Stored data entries

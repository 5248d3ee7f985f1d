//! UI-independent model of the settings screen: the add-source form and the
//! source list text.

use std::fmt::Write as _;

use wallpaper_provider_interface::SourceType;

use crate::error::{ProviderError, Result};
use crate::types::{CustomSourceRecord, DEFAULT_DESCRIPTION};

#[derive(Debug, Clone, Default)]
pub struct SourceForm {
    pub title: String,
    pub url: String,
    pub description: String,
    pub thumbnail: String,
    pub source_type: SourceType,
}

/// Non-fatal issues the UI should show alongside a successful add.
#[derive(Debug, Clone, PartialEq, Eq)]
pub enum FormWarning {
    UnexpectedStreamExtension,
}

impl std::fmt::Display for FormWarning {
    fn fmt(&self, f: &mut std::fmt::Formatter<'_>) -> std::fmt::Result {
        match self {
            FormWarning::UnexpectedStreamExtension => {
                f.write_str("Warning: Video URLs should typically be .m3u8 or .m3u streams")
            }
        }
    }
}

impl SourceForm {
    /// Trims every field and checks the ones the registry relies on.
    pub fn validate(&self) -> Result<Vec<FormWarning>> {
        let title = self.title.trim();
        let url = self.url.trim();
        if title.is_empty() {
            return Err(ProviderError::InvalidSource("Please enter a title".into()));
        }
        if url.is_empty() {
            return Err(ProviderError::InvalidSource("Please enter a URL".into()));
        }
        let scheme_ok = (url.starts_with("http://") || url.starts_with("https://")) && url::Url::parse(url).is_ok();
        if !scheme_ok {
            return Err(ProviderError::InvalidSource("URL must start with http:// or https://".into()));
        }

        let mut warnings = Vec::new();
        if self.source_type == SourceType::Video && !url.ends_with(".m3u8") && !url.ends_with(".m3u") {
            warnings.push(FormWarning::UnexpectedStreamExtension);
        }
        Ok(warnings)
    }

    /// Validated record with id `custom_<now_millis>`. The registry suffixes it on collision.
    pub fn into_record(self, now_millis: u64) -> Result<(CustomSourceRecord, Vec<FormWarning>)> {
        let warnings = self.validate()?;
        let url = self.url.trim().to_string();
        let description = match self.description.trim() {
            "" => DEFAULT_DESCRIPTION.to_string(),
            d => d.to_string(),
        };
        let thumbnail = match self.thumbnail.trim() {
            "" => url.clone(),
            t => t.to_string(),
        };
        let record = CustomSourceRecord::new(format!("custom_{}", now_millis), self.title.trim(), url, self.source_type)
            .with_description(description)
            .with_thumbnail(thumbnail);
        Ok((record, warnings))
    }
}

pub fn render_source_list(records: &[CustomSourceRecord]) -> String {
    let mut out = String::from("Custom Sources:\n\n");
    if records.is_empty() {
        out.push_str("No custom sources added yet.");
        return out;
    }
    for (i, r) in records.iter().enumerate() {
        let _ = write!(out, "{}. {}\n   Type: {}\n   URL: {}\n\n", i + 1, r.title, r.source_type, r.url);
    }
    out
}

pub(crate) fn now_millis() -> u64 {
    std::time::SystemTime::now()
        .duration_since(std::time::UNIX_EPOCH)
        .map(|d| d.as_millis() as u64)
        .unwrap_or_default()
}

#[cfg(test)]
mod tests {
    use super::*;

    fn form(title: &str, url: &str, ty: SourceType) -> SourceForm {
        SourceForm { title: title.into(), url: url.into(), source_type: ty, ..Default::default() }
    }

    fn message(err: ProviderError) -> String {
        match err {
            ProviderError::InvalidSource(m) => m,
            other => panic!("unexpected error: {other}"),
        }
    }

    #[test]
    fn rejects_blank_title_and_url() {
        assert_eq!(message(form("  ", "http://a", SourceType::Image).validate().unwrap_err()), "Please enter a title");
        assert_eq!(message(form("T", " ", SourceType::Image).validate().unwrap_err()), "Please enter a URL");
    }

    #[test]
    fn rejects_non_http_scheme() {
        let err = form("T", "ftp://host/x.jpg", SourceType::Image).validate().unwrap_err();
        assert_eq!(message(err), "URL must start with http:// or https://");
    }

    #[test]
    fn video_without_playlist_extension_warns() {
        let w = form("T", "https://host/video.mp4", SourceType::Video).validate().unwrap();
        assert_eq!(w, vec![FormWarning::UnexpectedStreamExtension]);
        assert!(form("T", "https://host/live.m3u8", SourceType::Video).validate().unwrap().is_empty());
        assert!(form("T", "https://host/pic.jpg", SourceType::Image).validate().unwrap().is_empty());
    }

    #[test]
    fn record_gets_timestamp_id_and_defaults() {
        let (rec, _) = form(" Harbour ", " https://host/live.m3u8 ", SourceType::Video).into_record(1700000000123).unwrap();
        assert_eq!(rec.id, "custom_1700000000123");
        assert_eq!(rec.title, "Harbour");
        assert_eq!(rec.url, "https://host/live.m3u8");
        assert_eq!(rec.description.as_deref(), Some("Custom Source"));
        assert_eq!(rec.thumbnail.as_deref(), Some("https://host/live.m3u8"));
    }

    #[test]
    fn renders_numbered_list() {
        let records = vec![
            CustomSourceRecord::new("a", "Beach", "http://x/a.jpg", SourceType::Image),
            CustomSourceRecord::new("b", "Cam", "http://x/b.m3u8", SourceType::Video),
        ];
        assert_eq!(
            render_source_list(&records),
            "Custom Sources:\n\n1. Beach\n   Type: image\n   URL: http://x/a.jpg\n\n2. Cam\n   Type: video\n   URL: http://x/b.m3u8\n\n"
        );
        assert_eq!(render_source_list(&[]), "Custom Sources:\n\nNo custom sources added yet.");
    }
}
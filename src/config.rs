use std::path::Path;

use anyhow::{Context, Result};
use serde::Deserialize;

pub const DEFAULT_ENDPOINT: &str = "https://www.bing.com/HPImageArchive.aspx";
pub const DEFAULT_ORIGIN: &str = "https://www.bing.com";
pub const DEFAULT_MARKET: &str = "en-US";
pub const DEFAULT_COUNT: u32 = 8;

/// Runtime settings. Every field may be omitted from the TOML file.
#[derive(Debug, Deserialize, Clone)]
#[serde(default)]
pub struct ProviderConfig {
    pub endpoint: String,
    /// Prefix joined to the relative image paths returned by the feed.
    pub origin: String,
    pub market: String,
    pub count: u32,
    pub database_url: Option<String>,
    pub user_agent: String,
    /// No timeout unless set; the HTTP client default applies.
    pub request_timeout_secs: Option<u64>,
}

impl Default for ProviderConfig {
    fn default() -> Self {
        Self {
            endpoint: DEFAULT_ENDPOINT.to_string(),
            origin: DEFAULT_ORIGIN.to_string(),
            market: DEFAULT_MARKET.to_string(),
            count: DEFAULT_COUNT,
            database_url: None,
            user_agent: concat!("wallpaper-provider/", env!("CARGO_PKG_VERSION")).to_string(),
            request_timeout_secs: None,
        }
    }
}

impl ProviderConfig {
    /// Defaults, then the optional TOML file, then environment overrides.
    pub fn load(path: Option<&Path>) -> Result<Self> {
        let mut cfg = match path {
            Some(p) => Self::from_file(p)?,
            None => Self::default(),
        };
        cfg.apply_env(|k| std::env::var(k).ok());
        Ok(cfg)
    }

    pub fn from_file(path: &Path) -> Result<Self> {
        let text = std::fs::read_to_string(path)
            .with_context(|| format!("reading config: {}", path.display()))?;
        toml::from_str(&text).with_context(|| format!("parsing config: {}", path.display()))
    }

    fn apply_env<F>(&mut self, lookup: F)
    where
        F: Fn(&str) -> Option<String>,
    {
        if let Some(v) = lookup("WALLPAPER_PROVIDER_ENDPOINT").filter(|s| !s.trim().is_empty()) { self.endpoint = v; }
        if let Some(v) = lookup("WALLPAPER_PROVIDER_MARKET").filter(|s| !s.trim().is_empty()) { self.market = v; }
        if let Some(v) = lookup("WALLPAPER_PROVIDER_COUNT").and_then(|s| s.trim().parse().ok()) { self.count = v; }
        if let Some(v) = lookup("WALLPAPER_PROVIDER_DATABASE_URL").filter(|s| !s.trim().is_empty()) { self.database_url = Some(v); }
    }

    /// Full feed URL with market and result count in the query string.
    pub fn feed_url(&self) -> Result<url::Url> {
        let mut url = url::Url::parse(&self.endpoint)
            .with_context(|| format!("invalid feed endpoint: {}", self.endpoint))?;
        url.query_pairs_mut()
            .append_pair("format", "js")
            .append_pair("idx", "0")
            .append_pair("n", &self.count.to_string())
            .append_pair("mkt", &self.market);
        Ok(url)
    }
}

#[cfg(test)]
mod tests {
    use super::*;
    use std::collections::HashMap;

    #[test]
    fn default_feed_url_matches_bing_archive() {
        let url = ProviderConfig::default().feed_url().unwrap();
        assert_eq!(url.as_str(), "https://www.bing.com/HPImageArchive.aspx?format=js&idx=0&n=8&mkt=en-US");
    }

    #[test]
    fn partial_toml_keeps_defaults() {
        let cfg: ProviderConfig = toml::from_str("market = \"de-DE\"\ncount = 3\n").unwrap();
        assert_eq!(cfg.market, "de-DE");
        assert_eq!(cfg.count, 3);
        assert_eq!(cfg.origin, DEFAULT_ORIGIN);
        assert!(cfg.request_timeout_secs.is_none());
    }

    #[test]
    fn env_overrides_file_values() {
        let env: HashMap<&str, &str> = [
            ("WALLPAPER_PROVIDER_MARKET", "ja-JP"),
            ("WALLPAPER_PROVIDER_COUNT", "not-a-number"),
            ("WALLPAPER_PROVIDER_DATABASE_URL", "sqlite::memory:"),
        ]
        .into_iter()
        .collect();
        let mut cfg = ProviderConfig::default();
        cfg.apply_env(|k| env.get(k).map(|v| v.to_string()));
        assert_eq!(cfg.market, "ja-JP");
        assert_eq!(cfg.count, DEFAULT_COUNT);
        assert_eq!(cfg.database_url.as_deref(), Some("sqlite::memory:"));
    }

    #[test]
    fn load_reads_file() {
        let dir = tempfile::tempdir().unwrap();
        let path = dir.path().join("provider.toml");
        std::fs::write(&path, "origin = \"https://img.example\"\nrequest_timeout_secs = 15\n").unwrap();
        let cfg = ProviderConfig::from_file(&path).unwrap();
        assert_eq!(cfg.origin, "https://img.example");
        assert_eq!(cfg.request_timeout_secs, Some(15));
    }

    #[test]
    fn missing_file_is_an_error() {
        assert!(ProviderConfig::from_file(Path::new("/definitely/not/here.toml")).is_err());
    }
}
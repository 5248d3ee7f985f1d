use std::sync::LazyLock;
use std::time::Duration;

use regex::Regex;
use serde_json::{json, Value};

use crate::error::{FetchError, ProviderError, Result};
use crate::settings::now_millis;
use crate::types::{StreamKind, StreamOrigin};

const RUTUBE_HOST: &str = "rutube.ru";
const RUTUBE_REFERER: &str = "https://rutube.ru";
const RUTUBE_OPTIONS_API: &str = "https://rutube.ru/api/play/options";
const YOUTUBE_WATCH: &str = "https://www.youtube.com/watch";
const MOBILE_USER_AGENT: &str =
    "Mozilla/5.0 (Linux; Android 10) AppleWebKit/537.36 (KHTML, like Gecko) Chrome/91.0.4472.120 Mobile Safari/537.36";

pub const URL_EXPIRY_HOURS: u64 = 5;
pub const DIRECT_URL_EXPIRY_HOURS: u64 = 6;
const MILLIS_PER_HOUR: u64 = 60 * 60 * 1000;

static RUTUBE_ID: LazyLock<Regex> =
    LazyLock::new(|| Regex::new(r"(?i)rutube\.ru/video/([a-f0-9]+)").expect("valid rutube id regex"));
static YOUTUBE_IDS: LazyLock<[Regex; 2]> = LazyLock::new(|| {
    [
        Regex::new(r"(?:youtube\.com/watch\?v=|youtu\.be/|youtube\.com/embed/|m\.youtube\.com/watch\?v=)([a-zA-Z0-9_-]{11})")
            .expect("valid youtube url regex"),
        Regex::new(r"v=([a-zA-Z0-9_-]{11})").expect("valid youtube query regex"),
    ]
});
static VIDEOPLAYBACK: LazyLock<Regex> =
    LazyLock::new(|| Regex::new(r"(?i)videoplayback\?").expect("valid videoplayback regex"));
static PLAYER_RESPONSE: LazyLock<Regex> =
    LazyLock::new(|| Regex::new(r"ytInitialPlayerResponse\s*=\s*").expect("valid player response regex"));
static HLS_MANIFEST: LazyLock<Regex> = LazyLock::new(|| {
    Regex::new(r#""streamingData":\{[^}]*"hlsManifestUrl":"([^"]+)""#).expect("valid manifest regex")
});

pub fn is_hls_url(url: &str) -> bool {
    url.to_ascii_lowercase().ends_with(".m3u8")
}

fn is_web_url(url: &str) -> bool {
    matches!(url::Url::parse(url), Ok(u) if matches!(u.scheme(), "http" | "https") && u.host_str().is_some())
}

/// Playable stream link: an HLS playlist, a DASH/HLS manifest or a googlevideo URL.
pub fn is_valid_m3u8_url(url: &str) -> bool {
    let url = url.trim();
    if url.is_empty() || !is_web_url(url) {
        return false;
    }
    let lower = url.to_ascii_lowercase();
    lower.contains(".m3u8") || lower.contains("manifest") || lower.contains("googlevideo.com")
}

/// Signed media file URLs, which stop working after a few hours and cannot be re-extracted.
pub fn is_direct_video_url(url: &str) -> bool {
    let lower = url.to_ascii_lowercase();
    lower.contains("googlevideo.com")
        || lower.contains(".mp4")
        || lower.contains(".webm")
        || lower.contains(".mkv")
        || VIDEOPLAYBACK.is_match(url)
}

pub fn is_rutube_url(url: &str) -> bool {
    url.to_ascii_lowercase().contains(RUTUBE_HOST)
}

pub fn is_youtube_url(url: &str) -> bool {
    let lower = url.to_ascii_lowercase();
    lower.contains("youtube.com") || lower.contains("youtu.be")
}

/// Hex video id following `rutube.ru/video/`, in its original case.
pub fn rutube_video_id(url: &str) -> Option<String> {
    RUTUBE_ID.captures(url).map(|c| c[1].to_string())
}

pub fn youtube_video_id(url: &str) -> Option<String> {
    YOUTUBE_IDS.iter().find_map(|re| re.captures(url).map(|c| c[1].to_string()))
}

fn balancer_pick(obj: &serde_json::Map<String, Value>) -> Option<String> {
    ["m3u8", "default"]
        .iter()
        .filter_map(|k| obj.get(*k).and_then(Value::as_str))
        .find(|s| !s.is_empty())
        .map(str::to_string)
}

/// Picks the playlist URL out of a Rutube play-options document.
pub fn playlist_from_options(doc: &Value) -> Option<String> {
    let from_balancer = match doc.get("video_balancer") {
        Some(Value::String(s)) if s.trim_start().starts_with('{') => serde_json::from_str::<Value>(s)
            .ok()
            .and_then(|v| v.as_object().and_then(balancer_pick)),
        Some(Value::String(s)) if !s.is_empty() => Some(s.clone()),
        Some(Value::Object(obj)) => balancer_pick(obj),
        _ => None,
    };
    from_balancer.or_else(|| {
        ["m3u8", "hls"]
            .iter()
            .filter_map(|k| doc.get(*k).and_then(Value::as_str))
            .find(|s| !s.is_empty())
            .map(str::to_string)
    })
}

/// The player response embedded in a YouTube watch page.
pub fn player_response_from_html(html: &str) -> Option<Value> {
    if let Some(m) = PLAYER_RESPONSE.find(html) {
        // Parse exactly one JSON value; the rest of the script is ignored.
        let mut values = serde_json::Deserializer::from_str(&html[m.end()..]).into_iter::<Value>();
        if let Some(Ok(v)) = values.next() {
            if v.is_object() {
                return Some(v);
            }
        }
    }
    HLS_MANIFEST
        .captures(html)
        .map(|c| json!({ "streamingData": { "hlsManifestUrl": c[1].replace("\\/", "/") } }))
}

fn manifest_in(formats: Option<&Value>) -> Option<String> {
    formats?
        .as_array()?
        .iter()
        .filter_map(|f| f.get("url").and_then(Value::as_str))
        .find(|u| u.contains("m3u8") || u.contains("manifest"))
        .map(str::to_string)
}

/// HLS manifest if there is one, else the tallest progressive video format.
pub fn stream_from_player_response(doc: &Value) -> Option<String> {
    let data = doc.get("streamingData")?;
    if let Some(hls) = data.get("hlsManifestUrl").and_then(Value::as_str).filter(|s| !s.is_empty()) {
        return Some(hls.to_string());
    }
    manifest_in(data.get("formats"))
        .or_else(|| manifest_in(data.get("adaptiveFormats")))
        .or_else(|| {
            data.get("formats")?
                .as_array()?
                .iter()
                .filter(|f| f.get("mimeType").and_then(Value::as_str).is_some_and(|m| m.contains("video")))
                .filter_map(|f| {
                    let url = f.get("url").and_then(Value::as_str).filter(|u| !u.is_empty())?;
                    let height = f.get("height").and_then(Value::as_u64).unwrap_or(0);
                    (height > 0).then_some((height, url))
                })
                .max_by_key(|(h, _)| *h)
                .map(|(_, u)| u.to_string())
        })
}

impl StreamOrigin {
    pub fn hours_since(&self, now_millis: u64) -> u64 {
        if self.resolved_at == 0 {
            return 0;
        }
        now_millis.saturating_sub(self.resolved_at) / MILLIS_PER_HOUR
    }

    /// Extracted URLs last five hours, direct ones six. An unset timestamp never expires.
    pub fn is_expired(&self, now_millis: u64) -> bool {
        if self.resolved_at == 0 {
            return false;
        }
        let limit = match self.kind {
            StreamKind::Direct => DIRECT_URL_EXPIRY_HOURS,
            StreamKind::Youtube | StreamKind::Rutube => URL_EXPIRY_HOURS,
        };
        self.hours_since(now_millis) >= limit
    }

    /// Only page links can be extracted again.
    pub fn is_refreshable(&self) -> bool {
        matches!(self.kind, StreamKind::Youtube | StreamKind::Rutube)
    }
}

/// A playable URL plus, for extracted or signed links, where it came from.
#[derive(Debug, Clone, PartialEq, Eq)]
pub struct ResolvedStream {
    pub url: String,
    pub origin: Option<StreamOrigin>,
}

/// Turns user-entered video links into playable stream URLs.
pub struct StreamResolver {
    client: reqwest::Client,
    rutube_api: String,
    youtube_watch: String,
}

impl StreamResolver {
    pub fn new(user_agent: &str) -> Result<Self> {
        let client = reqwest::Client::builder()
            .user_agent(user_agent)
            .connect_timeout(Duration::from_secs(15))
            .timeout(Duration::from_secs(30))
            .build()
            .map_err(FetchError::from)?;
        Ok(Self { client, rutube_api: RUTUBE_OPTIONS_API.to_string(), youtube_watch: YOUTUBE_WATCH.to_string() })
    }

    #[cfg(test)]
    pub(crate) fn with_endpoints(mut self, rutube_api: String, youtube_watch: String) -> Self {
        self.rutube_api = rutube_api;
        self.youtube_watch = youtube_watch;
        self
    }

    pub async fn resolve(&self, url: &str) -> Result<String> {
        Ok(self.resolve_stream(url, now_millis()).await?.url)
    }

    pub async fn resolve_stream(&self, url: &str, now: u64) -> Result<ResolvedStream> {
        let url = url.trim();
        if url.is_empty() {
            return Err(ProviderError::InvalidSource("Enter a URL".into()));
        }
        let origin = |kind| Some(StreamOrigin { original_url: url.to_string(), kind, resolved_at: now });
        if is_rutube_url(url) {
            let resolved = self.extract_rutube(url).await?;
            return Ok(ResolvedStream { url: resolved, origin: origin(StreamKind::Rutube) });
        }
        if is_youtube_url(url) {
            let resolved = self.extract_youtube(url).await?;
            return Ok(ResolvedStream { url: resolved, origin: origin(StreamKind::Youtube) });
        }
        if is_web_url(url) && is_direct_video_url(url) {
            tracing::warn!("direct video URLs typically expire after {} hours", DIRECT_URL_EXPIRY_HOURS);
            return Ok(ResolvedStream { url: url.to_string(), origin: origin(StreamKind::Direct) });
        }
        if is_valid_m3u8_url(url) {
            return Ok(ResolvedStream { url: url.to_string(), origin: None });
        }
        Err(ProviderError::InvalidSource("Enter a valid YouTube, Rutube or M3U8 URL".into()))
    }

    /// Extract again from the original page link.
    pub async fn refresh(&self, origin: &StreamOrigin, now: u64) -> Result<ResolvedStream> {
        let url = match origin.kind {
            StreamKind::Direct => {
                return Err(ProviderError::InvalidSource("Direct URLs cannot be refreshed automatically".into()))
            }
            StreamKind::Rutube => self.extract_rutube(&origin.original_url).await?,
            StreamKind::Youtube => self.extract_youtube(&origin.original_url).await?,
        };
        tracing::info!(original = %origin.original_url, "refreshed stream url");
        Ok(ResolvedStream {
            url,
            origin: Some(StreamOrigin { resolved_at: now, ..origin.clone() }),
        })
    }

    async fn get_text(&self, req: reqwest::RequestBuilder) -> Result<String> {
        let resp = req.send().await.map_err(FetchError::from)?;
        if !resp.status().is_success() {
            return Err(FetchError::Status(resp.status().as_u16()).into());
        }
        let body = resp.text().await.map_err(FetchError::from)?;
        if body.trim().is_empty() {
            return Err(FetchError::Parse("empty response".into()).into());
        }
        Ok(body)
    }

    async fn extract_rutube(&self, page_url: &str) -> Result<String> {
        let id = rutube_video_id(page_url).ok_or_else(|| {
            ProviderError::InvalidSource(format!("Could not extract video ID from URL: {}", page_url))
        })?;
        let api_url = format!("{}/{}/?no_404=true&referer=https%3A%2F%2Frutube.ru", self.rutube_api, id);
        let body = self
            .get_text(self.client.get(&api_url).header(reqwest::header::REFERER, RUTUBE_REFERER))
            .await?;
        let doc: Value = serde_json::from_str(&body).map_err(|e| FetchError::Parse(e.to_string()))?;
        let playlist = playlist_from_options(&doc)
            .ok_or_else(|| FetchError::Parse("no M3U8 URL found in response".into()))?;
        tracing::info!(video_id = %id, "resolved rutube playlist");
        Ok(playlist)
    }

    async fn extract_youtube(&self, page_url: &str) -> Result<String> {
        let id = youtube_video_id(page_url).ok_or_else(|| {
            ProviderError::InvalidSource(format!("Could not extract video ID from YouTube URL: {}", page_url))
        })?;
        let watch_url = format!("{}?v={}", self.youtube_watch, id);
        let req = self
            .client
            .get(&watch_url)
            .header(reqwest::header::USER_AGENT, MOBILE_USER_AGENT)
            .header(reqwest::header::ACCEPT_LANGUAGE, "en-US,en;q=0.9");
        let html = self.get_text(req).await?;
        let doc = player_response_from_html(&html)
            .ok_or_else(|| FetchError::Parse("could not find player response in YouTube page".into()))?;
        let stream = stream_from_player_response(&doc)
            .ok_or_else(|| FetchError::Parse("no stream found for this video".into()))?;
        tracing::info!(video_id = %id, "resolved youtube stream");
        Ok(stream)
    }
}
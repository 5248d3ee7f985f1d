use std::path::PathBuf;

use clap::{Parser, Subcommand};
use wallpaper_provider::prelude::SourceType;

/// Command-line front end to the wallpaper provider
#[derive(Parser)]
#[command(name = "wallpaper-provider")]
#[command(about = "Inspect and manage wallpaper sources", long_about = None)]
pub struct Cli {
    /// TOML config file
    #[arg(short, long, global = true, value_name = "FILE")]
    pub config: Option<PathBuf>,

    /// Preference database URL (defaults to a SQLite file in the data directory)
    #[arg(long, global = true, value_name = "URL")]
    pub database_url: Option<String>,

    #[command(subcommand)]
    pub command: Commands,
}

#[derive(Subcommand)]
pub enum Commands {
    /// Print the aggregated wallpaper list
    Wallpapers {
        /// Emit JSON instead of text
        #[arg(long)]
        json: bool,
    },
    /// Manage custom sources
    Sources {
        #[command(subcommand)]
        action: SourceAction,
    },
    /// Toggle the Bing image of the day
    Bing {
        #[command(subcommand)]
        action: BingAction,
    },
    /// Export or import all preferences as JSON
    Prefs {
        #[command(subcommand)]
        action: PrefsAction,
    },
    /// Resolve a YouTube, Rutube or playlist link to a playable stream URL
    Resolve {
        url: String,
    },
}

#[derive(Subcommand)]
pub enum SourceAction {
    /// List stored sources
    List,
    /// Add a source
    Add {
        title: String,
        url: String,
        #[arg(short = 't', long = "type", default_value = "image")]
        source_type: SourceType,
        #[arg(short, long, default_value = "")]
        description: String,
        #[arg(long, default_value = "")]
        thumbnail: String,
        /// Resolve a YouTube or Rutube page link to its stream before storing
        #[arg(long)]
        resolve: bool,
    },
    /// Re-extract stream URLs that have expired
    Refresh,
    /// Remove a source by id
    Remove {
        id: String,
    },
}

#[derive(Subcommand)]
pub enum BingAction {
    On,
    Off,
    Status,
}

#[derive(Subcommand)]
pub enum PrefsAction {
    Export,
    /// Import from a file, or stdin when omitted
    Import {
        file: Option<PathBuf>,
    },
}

Instructions for the task: Your answer should be exactly the lines of the data above, from the first through the line containing "let title = self.title.trim();".

Result:
repository 5248d3ee7f985f1d
//! UI-independent model of the settings screen: the add-source form and the
//! source list text.

use std::fmt::Write as _;

use wallpaper_provider_interface::SourceType;

use crate::error::{ProviderError, Result};
use crate::types::{CustomSourceRecord, DEFAULT_DESCRIPTION};

#[derive(Debug, Clone, Default)]
pub struct SourceForm {
    pub title: String,
    pub url: String,
    pub description: String,
    pub thumbnail: String,
    pub source_type: SourceType,
}

/// Non-fatal issues the UI should show alongside a successful add.
#[derive(Debug, Clone, PartialEq, Eq)]
pub enum FormWarning {
    UnexpectedStreamExtension,
}

impl std::fmt::Display for FormWarning {
    fn fmt(&self, f: &mut std::fmt::Formatter<'_>) -> std::fmt::Result {
        match self {
            FormWarning::UnexpectedStreamExtension => {
                f.write_str("Warning: Video URLs should typically be .m3u8 or .m3u streams")
            }
        }
    }
}

impl SourceForm {
    /// Trims every field and checks the ones the registry relies on.
    pub fn validate(&self) -> Result<Vec<FormWarning>> {
        let title = self.title.trim();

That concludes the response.